Import drive for subsequent applications

In [26]:
from google.colab import drive
drive.mount('/content/drive')

Drive already mounted at /content/drive; to attempt to forcibly remount, call drive.mount("/content/drive", force_remount=True).


Importing Required libraries

In [15]:
import pandas as pd
import seaborn as sns
import matplotlib.pyplot as plt
import numpy as np
import librosa.display
import soundfile

# Merge EmoDB and RAVDESS

The EMODB dataset includes recordings from ten professional voice artists, equally divided between males and females.  Each artist in this dataset expresses seven different emotions.  Similarly, the RAVDESS dataset contains recordings from 24 professional actors, showcasing eight distinct emotional expressions.  Although both datasets include similar types of recordings, EmoDB and RAVDESS each use a completely different system for naming their files.  The challenge I encountered was to seamlessly integrate the EMODB recordings into the RAVDESS collection, for which I adjusted the naming scheme of the EMODB files to align with RAVDESS's system.

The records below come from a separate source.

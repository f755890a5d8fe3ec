//! Validation helpers for user-supplied identity fields

use once_cell::sync::Lazy;
use regex::Regex;

/// Minimum handle length
pub const HANDLE_MIN_LENGTH: usize = 3;

/// Maximum handle length
pub const HANDLE_MAX_LENGTH: usize = 30;

static EMAIL_REGEX: Lazy<Regex> = Lazy::new(|| {
    Regex::new(r"^[A-Za-z0-9._%+\-]+@[A-Za-z0-9.\-]+\.[A-Za-z]{2,}$")
        .expect("email regex must compile")
});

static HANDLE_REGEX: Lazy<Regex> = Lazy::new(|| {
    Regex::new(r"^[A-Za-z0-9][A-Za-z0-9._\-]*$").expect("handle regex must compile")
});

/// Check whether a string looks like a deliverable email address.
pub fn is_valid_email(email: &str) -> bool {
    !email.is_empty() && email.len() <= 254 && EMAIL_REGEX.is_match(email)
}

/// Normalize an email address for storage and comparison.
///
/// Addresses are compared case-insensitively throughout the platform,
/// so they are trimmed and lowercased before they ever reach the store.
pub fn normalize_email(email: &str) -> String {
    email.trim().to_lowercase()
}

/// Check whether a handle is acceptable: 3-30 characters, starting with
/// a letter or digit, containing only letters, digits, `.`, `_` or `-`.
pub fn is_valid_handle(handle: &str) -> bool {
    handle.len() >= HANDLE_MIN_LENGTH
        && handle.len() <= HANDLE_MAX_LENGTH
        && HANDLE_REGEX.is_match(handle)
}

/// Mask an email address for logging.
///
/// Keeps the first character of the local part and the full domain:
/// `ana@example.com` becomes `a***@example.com`.
pub fn mask_email(email: &str) -> String {
    match email.split_once('@') {
        Some((local, domain)) if !local.is_empty() => {
            let first = local.chars().next().unwrap();
            format!("{}***@{}", first, domain)
        }
        _ => "***".to_string(),
    }
}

The actor's ID in EmoDB dataset will be represented using the representation in the RAVDESS dataset

In [None]:
actor_id = {
    "03": "25",
    "08": "26",
    "10": "27",
    "09": "28",
    "11": "29",
    "13": "30",
    "12": "31",
    "14": "32",
    "15": "33",
    "16": "34",
}

Since the emotion categories in the EmoDB dataset are not exactly consistent with those in the RAVDESS dataset, I think bored in EmoDB is calm in RAVDESS. Since the EmoDB does not contain the emotion of surprised, I left it alone, which meant keeping the emotion number of surprised in the original RAVDESS dataset.

In [None]:
emotion = {"W": "05",
           "E": "07",
           "A": "06",
           "F": "03",
           "T": "04",
           "N": "01",
           "L": "02"}

In the EmoDB dataset, different versions are represented by letters, while in RAVDESS, different versions are represented by numbers. To make the EmoDB consistent with RAVDESS naming, I will convert letters to numbers.

In [None]:
versions = {"a": "01", "b": "02", "c": "03", "d": "04", "e": "05", "f": "06"}

Renaming every file in the EmoDB dataset is a tedious step. Completing this task manually would be a daunting and tedious endeavor. Therefore, I developed a Python script to speed up the process. This script will rename each file in the EmoDB dataset. If no RAVDESS folder exists in the same location as the EmoDB folder, a new RAVDESS directory will be generated. If there is already a RAVDESS folder, there is no need to regenerate and overwrite the original folder. Executing this script directly renames the files in the EmoDB folder and transfers them to the RAVDESS folder.

In [None]:
import os

os.chdir(os.path.dirname("/content/drive/MyDrive/IAT481-Assignment2/wav"))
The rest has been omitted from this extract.